Intervention de Catherine Conconne

Réunion du 3 décembre 2018 à 10h00
Loi de finances pour 2019 — Outre-mer

Photo de Catherine ConconneCatherine Conconne :

Hélas, je me rends compte que, cette année encore, le couple formé par l’outre-mer et la France hexagonale s’installera inexorablement dans la routine.

La routine, une année de plus : tout cela parce qu’un énième gouvernement n’a toujours pas compris que, lorsqu’on a entre 23 % et 25 % de chômeurs, tous territoires confondus, et un niveau de revenus inférieur de 10 000 euros à celui du reste du territoire français, il faut sortir de la routine !

Un gouvernement qui n’a toujours pas compris qu’avec des territoires manquant d’infrastructures élémentaires, il faut sortir de la routine !

Un gouvernement qui n’a toujours pas compris qu’avec une industrie touristique qui pourrait être notre fer de lance, mais dont l’attractivité est en berne, et qui peine à faire face à la concurrence mondiale féroce, il faut sortir de la routine !

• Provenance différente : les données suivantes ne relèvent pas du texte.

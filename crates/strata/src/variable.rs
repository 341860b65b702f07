//! names seen by the compiler
//!
//! [VariableStore] answers two questions while a template compiles: is a bare name bound
//! inside the template (a loop variable, a filter, a built-in), and which free names does the
//! template read from its context. The second answer outlives compilation: the object-tree
//! resolver orders work by it and rendering errors use it to find a position for a name.
use crate::position::Position;
use crate::registry::{self, Filter};
use indexmap::IndexMap;

pub const REF_SEP: &str = ".";

/// Ref path of the child `segment` of `parent`, the root's children have bare names
pub fn join_ref(parent: &str, segment: impl std::fmt::Display) -> String {
    if parent.is_empty() {
        segment.to_string()
    } else {
        format!("{parent}{REF_SEP}{segment}")
    }
}

/// A free reference like `a.b[0]`, canonicalized as `a.b.0`
#[derive(Debug, Clone, derive_new::new)]
pub struct VariableRef {
    pub name: String,
    pub nodes: Vec<String>,
    pub start: Position,
    pub end: Position,
}

impl VariableRef {
    pub fn from_nodes(nodes: Vec<String>, start: Position, end: Position) -> Self {
        Self::new(nodes.join(REF_SEP), nodes, start, end)
    }

    pub fn top(&self) -> &str {
        &self.nodes[0]
    }
}

impl PartialEq for VariableRef {
    fn eq(&self, other: &Self) -> bool {
        self.name == other.name
    }
}

impl Eq for VariableRef {}

#[derive(Debug, Default, Clone)]
pub struct VariableStore {
    locals: Vec<String>,
    bounds: Vec<usize>,
    globals: IndexMap<String, Filter>,
    refs: IndexMap<String, VariableRef>,
}

impl VariableStore {
    pub fn new() -> Self {
        Self::default()
    }

    pub fn begin_scope(&mut self) {
        self.bounds.push(self.locals.len());
    }

    /// Forget every local declared since the matching [Self::begin_scope]
    pub fn end_scope(&mut self) {
        let bound = self.bounds.pop().unwrap_or(0);
        self.locals.truncate(bound);
    }

    pub fn declare(&mut self, name: impl Into<String>) {
        self.locals.push(name.into());
    }

    /// Make a filter callable from compiled code
    pub fn define(&mut self, name: impl Into<String>, filter: Filter) {
        self.globals.insert(name.into(), filter);
    }

    pub fn global(&self, name: &str) -> Option<&Filter> {
        self.globals.get(name)
    }

    pub fn is_local(&self, name: &str) -> bool {
        self.locals.iter().any(|local| local == name)
    }

    pub fn contains(&self, name: &str) -> bool {
        self.is_local(name) || self.globals.contains_key(name) || registry::is_builtin(name)
    }

    /// Remember a free reference; the first occurrence of a name keeps its position
    pub fn record(&mut self, reference: VariableRef) {
        tracing::trace!(name = %reference.name, "free reference");
        self.refs.entry(reference.name.clone()).or_insert(reference);
    }

    pub fn refs(&self) -> impl Iterator<Item = &VariableRef> {
        self.refs.values()
    }

    /// The recorded reference with the fewest nodes among those starting with `name`
    pub fn get_ref(&self, name: &str) -> Option<&VariableRef> {
        let nodes: Vec<&str> = name.split(REF_SEP).collect();

        self.refs
            .values()
            .filter(|reference| {
                reference.nodes.len() >= nodes.len()
                    && reference.nodes.iter().zip(&nodes).all(|(a, b)| a == b)
            })
            .min_by_key(|reference| reference.nodes.len())
    }

    /// Like [Self::get_ref], falling back to the longest recorded parent of `name`
    ///
    /// `a.b.c` is found through `a.b` when `c` was only known at render time.
    pub fn find_ref(&self, name: &str) -> Option<&VariableRef> {
        let mut name = name;
        loop {
            if let Some(reference) = self.get_ref(name) {
                return Some(reference);
            }
            name = name.rsplit_once(REF_SEP)?.0;
        }
    }
}

#[cfg(test)]
mod test {
    use super::*;
    use pretty_assertions::assert_eq;

    fn store(refs: &[&[&str]]) -> VariableStore {
        let mut store = VariableStore::new();
        for nodes in refs {
            store.record(VariableRef::from_nodes(
                nodes.iter().map(|n| n.to_string()).collect(),
                Position::default(),
                Position::default(),
            ));
        }
        store
    }

    #[test]
    fn get_ref_prefers_shortest_match() {
        let lookup = |refs: &[&[&str]], name| store(refs).get_ref(name).map(|r| r.name.clone());

        assert_eq!(lookup(&[], "unknown"), None);
        assert_eq!(lookup(&[&["a"]], "a"), Some("a".to_owned()));
        assert_eq!(lookup(&[&["ab"]], "a"), None);
        assert_eq!(lookup(&[&["a", "b"]], "a"), Some("a.b".to_owned()));
        assert_eq!(lookup(&[&["a", "b"], &["a"]], "a"), Some("a".to_owned()));
        assert_eq!(lookup(&[&["a", "b"]], "a.b.c"), None);
    }

    #[test]
    fn scopes_discard_declared_names() {
        let mut store = VariableStore::new();
        store.declare("outer");
        store.begin_scope();
        store.declare("item");
        assert!(store.contains("item"));
        store.end_scope();

        assert!(!store.contains("item"));
        assert!(store.contains("outer"));
        assert!(store.contains("range"));
    }

    #[test]
    fn refs_compare_by_name() {
        let a = VariableRef::from_nodes(vec!["a".into()], Position::new(1, 1), Position::new(1, 2));
        let b = VariableRef::from_nodes(vec!["a".into()], Position::new(3, 1), Position::new(3, 2));
        assert_eq!(a, b);
    }

    #[test]
    fn ref_paths() {
        assert_eq!(join_ref("", "a"), "a");
        assert_eq!(join_ref("a.b", 2), "a.b.2");
    }

    #[test]
    fn find_ref_falls_back_to_parents() {
        let store = store(&[&["a"], &["b", "c"]]);
        assert_eq!(store.find_ref("a.x.y").unwrap().name, "a");
        assert_eq!(store.find_ref("b.c.d").unwrap().name, "b.c");
        assert!(store.find_ref("z.a").is_none());
    }
}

Un gouvernement qui n’a toujours pas compris qu’avec des territoires dans lesquels l’investissement de l’État par habitant est très inférieur à ce qu’il est dans le reste du territoire, il faut sortir de la routine !

Un gouvernement qui n’a toujours pas compris que, avec des territoires où plus de la moitié de la jeunesse est durablement installée dans le chômage, il faut sortir de la routine !

Il n’a pas compris qu’avec des territoires, comme la Guadeloupe et la Martinique, où entre 3 000 et 5 000 personnes quittent le pays et, pour l’essentiel, n’y reviennent pas, il faut sortir de la routine !

Ni que sur des territoires où la confiance durable est essentielle, on ne peut continuer à rapiécer, en ajoutant en cours de débat 10 millions d’euros par-ci, dix autres par-là. L’amendement du jour, que vous vous apprêtez à présenter, madame la ministre, est une nouvelle illustration de cette méthode. Là aussi, il faut sortir de la routine !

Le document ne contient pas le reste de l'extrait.